Work order: Please report, as a bare number, how many lines below include the string "assignments".
+ + +
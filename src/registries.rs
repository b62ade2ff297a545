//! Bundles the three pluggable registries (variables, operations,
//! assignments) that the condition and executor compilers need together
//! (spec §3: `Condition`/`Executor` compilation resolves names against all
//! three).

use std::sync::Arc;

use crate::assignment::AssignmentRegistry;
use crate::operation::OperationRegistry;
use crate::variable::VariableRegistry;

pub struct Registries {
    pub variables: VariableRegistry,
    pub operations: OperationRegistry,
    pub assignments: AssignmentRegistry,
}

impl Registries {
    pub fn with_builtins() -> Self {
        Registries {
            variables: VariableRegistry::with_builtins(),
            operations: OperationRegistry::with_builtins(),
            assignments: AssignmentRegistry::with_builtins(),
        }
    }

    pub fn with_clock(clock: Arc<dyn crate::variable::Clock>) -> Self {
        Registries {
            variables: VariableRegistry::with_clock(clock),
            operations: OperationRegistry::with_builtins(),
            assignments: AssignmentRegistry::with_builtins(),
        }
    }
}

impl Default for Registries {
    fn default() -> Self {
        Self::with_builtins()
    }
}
+ + +
Exercise answer: 4